- [PROBLEM]: Among the lines of the records, please find those that contain the word "image" and copy them.

######

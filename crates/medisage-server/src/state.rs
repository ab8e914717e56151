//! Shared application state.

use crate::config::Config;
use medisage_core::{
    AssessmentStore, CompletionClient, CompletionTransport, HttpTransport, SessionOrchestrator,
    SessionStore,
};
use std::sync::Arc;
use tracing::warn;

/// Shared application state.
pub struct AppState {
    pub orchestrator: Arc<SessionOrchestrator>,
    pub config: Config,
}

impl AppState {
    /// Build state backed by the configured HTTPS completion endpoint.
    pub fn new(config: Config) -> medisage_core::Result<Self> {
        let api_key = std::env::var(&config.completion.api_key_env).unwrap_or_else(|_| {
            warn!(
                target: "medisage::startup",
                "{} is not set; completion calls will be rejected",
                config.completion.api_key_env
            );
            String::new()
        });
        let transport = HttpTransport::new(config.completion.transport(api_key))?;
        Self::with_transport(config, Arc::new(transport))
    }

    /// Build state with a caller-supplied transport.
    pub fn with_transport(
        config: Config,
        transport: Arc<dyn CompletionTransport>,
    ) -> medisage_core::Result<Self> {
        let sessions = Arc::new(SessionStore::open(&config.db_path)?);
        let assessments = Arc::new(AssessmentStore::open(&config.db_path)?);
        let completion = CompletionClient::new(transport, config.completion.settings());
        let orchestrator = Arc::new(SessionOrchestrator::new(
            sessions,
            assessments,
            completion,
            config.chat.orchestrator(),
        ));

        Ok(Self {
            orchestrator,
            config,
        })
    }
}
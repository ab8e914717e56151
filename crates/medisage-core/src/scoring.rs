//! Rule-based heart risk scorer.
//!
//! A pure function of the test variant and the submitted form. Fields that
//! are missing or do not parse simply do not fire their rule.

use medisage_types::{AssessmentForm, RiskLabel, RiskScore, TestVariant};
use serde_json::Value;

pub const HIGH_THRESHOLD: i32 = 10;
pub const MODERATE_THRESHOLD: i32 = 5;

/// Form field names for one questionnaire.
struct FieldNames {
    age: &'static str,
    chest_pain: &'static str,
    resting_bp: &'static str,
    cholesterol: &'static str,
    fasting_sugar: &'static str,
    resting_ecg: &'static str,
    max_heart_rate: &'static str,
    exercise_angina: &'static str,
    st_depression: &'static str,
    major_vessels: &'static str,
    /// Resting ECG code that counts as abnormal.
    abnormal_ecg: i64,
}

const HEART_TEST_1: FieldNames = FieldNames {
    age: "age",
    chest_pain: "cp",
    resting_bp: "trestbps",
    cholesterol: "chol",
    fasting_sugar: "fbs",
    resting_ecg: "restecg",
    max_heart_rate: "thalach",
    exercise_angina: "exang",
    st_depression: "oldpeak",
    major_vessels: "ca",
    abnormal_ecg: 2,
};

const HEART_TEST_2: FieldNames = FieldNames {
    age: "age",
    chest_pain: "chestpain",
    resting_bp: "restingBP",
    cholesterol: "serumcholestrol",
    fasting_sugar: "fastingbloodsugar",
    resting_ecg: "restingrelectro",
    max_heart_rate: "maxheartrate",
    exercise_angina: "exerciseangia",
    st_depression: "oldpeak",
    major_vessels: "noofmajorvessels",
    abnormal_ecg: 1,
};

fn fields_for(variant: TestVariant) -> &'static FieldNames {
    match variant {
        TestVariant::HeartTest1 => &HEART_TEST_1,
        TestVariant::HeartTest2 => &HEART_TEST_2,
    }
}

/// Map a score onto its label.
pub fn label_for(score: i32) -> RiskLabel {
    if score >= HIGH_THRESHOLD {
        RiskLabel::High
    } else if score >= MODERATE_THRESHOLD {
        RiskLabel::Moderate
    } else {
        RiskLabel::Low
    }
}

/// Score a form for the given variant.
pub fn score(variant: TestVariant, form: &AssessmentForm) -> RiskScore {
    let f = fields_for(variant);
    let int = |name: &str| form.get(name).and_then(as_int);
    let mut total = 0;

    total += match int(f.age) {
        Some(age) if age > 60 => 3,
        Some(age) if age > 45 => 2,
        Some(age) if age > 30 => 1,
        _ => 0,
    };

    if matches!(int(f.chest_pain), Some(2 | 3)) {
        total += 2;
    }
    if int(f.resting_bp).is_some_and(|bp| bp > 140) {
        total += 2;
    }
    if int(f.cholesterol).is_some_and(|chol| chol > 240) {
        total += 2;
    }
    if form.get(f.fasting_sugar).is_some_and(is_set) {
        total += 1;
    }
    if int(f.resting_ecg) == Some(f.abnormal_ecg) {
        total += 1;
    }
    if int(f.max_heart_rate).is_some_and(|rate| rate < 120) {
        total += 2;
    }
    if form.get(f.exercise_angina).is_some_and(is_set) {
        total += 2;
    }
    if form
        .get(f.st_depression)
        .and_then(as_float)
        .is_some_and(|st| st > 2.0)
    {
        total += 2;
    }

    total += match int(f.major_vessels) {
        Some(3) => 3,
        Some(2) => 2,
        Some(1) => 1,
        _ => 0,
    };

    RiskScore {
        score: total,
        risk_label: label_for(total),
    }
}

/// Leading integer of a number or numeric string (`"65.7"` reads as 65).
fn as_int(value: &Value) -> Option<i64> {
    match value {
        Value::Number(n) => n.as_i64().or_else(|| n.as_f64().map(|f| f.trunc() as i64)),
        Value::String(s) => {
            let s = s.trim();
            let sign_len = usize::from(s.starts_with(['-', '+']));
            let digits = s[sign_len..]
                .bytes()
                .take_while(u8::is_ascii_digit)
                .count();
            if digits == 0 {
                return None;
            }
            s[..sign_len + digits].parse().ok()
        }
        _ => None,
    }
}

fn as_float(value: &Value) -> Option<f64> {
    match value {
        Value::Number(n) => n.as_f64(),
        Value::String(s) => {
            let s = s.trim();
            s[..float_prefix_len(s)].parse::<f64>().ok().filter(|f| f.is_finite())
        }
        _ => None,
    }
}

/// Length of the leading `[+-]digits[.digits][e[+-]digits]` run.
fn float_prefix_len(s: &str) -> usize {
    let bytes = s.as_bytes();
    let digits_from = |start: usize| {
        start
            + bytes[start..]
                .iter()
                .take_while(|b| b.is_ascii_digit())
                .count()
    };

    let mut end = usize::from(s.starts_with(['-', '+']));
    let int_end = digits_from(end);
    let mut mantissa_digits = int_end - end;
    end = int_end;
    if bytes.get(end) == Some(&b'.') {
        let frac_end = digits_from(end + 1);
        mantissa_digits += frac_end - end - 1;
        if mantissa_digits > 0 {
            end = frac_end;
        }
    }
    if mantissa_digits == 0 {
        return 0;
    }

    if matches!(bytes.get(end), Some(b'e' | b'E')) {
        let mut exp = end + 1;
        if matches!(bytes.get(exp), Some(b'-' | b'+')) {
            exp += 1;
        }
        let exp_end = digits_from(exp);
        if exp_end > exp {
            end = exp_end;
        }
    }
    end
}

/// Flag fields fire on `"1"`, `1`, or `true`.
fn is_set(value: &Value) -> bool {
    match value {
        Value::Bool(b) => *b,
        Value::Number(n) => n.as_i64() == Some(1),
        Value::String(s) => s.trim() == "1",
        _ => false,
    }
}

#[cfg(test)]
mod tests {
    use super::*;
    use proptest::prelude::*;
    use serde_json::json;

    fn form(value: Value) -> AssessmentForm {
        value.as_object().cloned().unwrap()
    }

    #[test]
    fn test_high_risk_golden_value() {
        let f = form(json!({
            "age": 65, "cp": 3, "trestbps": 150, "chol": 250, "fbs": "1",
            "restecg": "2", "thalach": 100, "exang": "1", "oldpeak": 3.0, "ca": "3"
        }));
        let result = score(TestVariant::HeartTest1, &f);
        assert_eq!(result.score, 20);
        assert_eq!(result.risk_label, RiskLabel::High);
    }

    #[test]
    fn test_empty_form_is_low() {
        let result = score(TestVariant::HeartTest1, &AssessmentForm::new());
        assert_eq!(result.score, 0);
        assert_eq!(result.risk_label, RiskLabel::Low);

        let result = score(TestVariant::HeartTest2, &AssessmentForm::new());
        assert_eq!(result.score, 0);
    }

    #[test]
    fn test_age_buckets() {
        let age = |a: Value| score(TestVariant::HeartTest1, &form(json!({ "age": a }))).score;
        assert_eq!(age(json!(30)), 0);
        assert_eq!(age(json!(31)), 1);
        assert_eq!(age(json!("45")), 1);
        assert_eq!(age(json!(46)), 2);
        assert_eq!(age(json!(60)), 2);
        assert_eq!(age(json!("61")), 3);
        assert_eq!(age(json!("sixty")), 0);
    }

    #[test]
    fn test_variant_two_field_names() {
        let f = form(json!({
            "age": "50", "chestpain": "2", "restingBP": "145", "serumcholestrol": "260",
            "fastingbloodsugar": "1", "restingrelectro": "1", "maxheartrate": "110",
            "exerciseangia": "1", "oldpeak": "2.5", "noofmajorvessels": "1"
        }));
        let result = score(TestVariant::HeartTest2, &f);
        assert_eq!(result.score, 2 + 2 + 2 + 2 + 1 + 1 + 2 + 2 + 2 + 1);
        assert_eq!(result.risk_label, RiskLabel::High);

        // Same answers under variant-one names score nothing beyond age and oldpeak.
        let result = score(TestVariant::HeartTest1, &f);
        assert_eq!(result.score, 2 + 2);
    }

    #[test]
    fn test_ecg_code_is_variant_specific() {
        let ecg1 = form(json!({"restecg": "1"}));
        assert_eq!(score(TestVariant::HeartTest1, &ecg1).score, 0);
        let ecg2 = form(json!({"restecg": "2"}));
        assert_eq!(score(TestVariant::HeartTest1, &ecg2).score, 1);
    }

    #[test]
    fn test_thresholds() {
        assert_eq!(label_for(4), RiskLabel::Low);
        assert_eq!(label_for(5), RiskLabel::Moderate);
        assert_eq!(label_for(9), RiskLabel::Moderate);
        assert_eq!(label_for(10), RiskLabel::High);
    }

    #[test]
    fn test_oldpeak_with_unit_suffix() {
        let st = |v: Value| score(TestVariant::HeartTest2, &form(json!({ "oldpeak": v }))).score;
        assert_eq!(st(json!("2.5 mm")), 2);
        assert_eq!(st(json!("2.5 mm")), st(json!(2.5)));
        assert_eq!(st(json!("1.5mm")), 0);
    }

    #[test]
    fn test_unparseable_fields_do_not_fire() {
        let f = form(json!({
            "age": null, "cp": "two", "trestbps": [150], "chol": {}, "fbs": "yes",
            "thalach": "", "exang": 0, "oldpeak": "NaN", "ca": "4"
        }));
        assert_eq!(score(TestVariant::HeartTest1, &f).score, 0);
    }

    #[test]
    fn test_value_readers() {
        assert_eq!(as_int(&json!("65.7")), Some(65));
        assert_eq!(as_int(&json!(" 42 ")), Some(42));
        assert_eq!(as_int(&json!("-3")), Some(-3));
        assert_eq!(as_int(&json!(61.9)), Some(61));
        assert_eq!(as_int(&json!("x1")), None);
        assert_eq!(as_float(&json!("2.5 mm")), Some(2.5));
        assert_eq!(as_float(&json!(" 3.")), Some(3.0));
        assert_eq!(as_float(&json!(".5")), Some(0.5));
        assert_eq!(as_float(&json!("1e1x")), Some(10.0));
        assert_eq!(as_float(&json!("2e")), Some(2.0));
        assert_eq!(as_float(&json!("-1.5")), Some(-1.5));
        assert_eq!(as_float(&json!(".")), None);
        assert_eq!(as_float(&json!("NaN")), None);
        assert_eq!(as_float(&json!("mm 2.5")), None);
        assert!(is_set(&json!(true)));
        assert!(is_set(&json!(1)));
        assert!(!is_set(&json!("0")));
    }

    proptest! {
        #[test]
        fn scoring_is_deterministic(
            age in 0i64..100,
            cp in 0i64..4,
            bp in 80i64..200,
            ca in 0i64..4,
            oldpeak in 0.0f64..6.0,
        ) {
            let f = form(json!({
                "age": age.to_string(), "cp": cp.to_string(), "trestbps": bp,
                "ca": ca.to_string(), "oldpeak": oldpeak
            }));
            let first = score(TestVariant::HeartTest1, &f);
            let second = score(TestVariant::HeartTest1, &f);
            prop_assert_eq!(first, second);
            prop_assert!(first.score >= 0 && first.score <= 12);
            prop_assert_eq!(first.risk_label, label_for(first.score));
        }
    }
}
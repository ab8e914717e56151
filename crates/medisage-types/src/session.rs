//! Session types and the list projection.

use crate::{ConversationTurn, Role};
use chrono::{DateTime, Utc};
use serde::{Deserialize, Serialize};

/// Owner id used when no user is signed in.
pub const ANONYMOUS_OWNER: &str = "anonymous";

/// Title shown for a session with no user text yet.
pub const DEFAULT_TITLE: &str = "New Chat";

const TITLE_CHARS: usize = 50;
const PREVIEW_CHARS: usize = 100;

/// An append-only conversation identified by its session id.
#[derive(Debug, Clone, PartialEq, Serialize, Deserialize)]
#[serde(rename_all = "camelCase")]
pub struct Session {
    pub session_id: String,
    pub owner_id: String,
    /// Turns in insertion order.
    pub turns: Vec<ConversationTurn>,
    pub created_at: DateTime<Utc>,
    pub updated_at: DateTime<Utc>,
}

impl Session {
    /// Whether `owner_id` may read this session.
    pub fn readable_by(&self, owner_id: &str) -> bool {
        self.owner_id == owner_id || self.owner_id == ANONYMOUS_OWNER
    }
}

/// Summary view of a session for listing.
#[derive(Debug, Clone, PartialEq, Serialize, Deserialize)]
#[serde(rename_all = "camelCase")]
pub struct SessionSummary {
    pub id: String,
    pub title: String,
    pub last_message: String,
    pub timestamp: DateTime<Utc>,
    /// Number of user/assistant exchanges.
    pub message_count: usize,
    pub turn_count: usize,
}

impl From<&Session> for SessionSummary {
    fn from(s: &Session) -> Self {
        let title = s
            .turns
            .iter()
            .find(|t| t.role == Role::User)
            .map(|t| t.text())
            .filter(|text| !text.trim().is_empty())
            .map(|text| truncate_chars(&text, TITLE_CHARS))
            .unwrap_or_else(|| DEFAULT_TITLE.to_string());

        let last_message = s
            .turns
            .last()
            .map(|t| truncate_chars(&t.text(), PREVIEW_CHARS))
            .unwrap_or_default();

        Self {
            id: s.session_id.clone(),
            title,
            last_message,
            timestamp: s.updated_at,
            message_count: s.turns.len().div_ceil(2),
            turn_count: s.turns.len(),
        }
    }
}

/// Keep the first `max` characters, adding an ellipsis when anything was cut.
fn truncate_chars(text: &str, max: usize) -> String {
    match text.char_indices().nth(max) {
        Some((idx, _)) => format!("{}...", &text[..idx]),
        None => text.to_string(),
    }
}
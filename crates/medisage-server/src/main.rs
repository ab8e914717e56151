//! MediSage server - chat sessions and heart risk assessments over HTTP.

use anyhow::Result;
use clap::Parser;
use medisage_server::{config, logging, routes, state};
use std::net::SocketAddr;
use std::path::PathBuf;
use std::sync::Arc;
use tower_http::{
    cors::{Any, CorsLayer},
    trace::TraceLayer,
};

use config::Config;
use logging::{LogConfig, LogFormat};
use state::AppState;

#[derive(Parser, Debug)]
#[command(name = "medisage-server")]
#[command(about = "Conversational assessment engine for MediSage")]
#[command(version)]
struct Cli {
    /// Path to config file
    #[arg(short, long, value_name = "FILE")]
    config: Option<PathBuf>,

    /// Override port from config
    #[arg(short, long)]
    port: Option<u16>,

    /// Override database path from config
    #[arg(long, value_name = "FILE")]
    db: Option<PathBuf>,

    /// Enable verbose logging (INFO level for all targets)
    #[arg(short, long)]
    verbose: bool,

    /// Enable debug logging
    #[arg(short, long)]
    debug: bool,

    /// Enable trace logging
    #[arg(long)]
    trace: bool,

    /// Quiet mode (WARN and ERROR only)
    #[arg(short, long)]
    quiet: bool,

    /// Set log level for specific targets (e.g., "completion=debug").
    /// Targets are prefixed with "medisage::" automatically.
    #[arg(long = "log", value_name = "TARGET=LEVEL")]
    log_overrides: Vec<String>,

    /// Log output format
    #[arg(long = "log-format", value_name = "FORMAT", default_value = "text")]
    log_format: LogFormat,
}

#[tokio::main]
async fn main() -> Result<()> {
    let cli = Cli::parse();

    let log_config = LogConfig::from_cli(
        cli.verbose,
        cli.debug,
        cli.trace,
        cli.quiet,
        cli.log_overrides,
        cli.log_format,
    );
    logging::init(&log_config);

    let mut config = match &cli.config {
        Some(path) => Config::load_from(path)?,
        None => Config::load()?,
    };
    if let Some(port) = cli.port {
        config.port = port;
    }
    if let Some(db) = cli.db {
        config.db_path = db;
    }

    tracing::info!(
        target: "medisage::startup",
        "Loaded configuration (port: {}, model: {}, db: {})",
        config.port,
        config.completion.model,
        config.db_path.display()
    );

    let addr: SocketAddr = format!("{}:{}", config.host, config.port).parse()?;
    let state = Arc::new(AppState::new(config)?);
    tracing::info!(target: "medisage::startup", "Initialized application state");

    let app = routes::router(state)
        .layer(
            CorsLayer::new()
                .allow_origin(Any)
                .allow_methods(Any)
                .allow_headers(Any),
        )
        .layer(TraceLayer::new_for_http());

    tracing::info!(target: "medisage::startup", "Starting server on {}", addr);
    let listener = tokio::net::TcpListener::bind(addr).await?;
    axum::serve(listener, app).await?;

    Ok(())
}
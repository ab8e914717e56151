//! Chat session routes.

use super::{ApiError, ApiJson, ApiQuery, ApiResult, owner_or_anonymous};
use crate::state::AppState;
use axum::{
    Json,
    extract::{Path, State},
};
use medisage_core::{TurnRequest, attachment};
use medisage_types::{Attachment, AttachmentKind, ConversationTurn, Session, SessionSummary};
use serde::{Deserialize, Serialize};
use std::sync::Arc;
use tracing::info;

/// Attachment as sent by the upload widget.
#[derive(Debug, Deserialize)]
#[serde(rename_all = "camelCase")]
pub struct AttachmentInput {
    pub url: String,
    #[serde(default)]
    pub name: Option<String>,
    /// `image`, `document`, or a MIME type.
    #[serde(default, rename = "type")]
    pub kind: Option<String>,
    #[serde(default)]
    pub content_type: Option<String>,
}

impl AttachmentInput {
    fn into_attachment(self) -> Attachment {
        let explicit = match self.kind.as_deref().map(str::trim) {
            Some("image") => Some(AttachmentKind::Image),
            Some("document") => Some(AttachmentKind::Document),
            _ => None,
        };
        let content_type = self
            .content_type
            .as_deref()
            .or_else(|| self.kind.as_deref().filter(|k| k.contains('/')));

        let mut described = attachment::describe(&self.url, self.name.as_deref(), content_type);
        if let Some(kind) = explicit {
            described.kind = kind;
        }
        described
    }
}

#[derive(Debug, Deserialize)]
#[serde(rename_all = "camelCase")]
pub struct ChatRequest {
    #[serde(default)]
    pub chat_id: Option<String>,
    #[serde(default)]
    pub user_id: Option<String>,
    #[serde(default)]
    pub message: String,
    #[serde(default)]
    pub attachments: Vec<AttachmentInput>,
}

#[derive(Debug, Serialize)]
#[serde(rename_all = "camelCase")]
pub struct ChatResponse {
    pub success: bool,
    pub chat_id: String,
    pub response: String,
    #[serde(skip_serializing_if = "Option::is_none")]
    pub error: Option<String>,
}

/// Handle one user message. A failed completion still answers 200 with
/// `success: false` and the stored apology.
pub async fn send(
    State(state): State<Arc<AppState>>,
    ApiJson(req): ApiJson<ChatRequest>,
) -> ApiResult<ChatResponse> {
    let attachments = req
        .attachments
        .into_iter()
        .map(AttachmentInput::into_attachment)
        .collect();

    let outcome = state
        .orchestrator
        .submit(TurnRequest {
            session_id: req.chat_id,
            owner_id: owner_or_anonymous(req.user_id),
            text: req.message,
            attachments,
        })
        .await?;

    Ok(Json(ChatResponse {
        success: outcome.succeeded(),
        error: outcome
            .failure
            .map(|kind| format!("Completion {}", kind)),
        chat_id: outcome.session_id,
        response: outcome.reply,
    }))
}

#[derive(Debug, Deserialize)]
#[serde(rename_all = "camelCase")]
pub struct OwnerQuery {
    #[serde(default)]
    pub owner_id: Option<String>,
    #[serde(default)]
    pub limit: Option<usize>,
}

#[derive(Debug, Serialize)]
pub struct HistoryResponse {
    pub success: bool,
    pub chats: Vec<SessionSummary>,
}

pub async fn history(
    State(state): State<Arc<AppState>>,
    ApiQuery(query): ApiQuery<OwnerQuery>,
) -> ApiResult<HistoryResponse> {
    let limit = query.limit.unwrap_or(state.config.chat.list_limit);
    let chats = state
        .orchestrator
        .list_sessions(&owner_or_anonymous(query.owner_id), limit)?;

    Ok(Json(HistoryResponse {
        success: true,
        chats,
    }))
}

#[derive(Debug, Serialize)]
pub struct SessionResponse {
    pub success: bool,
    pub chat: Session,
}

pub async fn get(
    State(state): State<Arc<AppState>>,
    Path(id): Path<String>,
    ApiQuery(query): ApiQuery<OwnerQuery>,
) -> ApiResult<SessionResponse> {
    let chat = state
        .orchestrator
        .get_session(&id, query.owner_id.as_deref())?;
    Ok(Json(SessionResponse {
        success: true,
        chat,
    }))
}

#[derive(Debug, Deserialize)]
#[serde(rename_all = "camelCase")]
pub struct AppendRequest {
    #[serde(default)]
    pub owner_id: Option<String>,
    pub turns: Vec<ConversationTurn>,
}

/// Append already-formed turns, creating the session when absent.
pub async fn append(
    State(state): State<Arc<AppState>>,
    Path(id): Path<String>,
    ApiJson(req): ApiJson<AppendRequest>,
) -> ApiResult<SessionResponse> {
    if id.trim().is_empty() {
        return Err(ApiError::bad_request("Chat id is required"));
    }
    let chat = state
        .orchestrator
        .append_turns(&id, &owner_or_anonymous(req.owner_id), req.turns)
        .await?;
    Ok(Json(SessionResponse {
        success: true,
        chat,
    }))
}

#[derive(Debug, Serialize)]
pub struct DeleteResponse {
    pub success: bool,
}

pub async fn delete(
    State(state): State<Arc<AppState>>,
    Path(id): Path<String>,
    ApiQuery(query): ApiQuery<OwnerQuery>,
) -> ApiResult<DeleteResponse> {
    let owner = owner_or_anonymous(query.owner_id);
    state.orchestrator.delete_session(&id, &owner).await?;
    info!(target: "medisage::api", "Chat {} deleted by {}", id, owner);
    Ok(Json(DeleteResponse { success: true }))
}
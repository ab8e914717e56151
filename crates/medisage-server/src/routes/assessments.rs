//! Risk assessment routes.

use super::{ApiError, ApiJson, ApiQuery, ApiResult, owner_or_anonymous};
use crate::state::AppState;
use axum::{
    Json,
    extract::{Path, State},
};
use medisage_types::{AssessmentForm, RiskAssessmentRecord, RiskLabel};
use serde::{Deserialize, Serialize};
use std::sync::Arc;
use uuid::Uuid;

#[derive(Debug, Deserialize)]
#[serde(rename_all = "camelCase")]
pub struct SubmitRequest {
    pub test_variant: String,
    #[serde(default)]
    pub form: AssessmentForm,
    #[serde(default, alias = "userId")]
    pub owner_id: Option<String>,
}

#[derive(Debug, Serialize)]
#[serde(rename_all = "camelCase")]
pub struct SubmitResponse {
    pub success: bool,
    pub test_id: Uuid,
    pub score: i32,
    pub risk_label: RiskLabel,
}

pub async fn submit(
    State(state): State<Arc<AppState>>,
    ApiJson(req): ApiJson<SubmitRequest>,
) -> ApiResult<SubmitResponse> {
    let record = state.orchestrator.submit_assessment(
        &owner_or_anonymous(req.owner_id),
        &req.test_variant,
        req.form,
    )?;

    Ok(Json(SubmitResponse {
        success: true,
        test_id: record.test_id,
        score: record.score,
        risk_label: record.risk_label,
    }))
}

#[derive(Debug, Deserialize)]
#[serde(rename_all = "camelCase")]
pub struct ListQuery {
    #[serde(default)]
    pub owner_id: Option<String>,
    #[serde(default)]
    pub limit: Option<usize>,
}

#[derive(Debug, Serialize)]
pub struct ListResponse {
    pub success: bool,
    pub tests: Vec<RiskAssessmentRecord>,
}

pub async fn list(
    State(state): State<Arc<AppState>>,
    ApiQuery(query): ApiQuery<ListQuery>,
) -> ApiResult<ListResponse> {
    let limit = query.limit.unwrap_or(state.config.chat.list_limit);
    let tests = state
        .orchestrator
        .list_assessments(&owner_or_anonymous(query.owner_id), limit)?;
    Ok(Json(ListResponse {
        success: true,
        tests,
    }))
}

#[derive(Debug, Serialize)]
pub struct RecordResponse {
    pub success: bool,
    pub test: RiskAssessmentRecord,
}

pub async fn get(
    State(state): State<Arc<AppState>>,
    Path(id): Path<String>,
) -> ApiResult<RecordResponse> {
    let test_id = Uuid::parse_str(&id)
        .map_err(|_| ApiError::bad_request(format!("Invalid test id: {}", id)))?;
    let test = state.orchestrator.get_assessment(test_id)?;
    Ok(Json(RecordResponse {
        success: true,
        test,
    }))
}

######

- [OUTPUT FOR THIS EXERCISE]:
    /// `image`, `document`, or a MIME type.
            Some("image") => Some(AttachmentKind::Image),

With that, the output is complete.